RECORDED DATA
....................
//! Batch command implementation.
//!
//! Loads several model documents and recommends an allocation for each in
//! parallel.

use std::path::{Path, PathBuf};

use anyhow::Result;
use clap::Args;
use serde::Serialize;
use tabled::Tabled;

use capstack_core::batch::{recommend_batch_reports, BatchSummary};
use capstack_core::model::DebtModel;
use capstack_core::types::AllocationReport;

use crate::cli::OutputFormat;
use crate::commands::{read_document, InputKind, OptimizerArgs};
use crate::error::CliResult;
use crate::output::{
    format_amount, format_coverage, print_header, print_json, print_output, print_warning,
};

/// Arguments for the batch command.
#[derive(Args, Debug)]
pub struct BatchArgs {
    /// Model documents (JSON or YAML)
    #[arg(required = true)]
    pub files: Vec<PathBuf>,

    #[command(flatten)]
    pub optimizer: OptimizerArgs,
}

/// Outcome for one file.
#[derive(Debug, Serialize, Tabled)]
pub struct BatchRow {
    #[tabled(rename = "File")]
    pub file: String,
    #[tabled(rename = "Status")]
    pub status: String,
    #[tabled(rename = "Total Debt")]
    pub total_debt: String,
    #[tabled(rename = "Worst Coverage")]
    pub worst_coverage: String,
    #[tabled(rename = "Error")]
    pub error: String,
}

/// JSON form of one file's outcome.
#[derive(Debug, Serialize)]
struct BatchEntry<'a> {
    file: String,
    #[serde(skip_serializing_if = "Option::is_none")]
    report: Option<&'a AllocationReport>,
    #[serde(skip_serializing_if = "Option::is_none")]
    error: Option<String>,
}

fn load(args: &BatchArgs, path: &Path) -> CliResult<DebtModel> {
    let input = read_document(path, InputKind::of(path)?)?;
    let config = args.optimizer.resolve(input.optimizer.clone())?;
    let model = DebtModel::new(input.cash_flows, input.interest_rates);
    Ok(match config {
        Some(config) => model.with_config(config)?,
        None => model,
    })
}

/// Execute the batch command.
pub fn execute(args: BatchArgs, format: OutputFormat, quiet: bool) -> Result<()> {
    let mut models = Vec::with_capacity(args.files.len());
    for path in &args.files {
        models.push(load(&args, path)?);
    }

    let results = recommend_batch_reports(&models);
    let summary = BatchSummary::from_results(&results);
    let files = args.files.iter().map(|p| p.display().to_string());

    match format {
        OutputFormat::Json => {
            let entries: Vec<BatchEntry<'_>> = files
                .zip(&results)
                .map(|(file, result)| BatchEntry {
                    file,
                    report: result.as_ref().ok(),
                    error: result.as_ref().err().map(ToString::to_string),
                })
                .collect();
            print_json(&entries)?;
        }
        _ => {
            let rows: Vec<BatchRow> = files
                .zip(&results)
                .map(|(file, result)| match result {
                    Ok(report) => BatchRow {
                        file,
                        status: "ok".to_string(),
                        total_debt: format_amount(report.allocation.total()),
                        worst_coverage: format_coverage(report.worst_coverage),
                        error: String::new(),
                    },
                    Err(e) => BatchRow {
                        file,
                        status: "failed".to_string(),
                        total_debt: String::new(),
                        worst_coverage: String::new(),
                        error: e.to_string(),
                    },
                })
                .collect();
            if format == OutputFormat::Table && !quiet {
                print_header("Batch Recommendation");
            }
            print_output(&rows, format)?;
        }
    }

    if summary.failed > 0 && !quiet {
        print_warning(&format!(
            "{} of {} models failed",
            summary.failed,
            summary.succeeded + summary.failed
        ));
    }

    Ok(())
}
....................
All of the data above should be reproduced exactly.

EXERCISE RESPONSE
//! Batch command implementation.
//!
//! Loads several model documents and recommends an allocation for each in
//! parallel.

use std::path::{Path, PathBuf};

use anyhow::Result;
use clap::Args;
use serde::Serialize;
use tabled::Tabled;

use capstack_core::batch::{recommend_batch_reports, BatchSummary};
use capstack_core::model::DebtModel;
use capstack_core::types::AllocationReport;

use crate::cli::OutputFormat;
use crate::commands::{read_document, InputKind, OptimizerArgs};
use crate::error::CliResult;
use crate::output::{
    format_amount, format_coverage, print_header, print_json, print_output, print_warning,
};

/// Arguments for the batch command.
#[derive(Args, Debug)]
pub struct BatchArgs {
    /// Model documents (JSON or YAML)
    #[arg(required = true)]
    pub files: Vec<PathBuf>,

    #[command(flatten)]
    pub optimizer: OptimizerArgs,
}

/// Outcome for one file.
#[derive(Debug, Serialize, Tabled)]
pub struct BatchRow {
    #[tabled(rename = "File")]
    pub file: String,
    #[tabled(rename = "Status")]
    pub status: String,
    #[tabled(rename = "Total Debt")]
    pub total_debt: String,
    #[tabled(rename = "Worst Coverage")]
    pub worst_coverage: String,
    #[tabled(rename = "Error")]
    pub error: String,
}

/// JSON form of one file's outcome.
#[derive(Debug, Serialize)]
struct BatchEntry<'a> {
    file: String,
    #[serde(skip_serializing_if = "Option::is_none")]
    report: Option<&'a AllocationReport>,
    #[serde(skip_serializing_if = "Option::is_none")]
    error: Option<String>,
}

fn load(args: &BatchArgs, path: &Path) -> CliResult<DebtModel> {
    let input = read_document(path, InputKind::of(path)?)?;
    let config = args.optimizer.resolve(input.optimizer.clone())?;
    let model = DebtModel::new(input.cash_flows, input.interest_rates);
    Ok(match config {
        Some(config) => model.with_config(config)?,
        None => model,
    })
}

/// Execute the batch command.
pub fn execute(args: BatchArgs, format: OutputFormat, quiet: bool) -> Result<()> {
    let mut models = Vec::with_capacity(args.files.len());
    for path in &args.files {
        models.push(load(&args, path)?);
    }

    let results = recommend_batch_reports(&models);
    let summary = BatchSummary::from_results(&results);
    let files = args.files.iter().map(|p| p.display().to_string());

    match format {
        OutputFormat::Json => {
            let entries: Vec<BatchEntry<'_>> = files
                .zip(&results)
                .map(|(file, result)| BatchEntry {
                    file,
                    report: result.as_ref().ok(),
                    error: result.as_ref().err().map(ToString::to_string),
                })
                .collect();
            print_json(&entries)?;
        }
        _ => {
            let rows: Vec<BatchRow> = files
                .zip(&results)
                .map(|(file, result)| match result {
                    Ok(report) => BatchRow {
                        file,
                        status: "ok".to_string(),
                        total_debt: format_amount(report.allocation.total()),
                        worst_coverage: format_coverage(report.worst_coverage),
                        error: String::new(),
                    },
                    Err(e) => BatchRow {
                        file,
                        status: "failed".to_string(),
                        total_debt: String::new(),
                        worst_coverage: String::new(),
                        error: e.to_string(),
                    },
                })
                .collect();
            if format == OutputFormat::Table && !quiet {
                print_header("Batch Recommendation");
            }
            print_output(&rows, format)?;
        }
    }

    if summary.failed > 0 && !quiet {
        print_warning(&format!(
            "{} of {} models failed",
            summary.failed,
            summary.succeeded + summary.failed
        ));
    }

    Ok(())
}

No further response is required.